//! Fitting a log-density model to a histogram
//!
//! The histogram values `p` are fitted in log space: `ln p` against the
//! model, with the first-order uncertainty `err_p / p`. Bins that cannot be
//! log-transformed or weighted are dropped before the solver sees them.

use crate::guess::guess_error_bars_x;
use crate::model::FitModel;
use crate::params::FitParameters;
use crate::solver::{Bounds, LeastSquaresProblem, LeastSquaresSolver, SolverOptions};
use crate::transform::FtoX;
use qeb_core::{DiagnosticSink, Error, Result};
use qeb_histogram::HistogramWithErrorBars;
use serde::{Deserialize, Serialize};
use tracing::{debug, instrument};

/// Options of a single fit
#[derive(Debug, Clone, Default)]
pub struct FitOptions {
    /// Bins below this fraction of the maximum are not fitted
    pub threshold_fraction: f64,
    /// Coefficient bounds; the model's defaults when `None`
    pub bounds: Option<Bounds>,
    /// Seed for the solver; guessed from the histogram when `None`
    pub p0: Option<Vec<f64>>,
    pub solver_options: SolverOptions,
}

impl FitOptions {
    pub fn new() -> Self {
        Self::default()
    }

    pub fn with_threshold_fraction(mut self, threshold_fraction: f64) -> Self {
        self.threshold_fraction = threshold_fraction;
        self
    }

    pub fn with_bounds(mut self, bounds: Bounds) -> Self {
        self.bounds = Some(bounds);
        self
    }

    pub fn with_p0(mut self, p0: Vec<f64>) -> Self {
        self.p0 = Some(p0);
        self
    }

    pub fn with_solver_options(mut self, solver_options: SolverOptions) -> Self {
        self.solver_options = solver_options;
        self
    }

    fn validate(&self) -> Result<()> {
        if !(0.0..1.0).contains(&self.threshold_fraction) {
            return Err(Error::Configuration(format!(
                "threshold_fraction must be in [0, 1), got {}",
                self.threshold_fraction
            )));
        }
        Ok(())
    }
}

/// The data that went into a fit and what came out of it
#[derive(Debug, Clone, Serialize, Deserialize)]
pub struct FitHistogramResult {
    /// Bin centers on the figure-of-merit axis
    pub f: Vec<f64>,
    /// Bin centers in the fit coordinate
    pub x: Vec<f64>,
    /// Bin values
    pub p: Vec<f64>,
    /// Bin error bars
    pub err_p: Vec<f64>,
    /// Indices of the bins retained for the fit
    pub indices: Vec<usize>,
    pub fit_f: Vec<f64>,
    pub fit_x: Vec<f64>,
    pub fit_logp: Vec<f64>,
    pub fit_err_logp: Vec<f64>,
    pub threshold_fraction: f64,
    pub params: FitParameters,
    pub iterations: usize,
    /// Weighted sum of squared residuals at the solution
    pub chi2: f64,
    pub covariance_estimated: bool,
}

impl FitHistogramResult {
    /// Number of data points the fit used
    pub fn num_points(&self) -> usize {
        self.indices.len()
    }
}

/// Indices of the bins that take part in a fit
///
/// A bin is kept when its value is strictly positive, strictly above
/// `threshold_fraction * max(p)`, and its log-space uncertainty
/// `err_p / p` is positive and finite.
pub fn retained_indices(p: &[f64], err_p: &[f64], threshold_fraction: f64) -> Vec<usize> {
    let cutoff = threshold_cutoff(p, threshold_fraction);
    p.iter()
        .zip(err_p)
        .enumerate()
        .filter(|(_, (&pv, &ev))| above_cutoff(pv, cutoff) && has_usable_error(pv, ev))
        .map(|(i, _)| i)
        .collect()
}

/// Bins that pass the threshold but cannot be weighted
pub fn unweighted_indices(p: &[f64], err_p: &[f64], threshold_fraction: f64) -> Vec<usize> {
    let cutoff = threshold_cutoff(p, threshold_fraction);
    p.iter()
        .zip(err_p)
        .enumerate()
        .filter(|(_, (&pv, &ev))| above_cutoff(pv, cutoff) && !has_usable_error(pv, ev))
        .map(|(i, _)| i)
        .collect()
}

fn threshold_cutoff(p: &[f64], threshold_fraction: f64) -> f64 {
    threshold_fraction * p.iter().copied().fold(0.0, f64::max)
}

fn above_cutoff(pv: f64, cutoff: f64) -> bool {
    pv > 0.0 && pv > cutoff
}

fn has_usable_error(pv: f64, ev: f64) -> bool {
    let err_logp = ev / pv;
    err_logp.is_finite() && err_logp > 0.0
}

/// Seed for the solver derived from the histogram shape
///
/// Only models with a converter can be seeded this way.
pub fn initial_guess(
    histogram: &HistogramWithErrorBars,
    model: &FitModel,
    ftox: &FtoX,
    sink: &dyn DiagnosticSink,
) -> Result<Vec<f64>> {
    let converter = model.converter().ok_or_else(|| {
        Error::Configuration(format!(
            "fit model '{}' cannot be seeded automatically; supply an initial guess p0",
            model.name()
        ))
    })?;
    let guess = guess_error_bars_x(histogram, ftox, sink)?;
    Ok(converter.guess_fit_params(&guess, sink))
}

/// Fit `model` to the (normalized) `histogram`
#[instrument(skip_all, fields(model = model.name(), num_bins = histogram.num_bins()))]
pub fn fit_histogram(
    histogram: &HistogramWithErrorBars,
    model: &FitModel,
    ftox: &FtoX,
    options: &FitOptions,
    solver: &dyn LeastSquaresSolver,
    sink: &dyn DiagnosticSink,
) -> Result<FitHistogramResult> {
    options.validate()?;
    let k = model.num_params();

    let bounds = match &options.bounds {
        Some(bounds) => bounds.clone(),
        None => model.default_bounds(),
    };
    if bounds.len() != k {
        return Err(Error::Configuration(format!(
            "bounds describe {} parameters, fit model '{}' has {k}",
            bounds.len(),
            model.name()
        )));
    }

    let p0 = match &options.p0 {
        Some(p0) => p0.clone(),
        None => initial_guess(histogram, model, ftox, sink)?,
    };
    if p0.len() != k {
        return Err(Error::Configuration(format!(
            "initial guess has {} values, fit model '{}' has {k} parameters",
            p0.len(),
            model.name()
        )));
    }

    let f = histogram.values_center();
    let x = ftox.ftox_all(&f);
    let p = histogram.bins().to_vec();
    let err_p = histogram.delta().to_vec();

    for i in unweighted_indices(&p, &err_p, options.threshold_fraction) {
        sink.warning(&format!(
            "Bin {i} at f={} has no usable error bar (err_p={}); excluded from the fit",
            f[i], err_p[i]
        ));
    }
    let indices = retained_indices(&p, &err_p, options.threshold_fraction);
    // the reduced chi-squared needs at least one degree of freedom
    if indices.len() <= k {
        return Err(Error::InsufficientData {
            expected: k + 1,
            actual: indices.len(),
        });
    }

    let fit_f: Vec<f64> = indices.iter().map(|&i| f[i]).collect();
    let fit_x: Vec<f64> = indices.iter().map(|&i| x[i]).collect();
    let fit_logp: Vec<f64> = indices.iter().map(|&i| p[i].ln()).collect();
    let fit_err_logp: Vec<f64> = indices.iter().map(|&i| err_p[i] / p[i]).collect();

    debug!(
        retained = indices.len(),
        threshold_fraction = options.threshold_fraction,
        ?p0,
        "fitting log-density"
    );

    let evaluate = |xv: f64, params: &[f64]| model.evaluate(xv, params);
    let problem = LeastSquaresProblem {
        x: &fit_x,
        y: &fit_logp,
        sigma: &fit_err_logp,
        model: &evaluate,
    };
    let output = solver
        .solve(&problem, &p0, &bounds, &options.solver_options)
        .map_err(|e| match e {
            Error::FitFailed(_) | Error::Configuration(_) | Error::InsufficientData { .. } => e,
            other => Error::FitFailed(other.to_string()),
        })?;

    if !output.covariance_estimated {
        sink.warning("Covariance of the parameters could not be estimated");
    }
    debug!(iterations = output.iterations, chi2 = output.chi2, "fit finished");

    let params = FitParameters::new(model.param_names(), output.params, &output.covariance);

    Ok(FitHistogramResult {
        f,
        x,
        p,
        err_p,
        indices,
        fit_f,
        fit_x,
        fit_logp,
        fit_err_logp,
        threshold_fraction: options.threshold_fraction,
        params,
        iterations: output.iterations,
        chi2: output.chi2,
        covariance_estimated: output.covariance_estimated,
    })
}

▶ [How to complete this task]: In the records above, find each line with the word "return" and copy it out.

▶ [Result for this task]:
            return Err(Error::Configuration(format!(
        return Err(Error::Configuration(format!(
        return Err(Error::Configuration(format!(
        return Err(Error::InsufficientData {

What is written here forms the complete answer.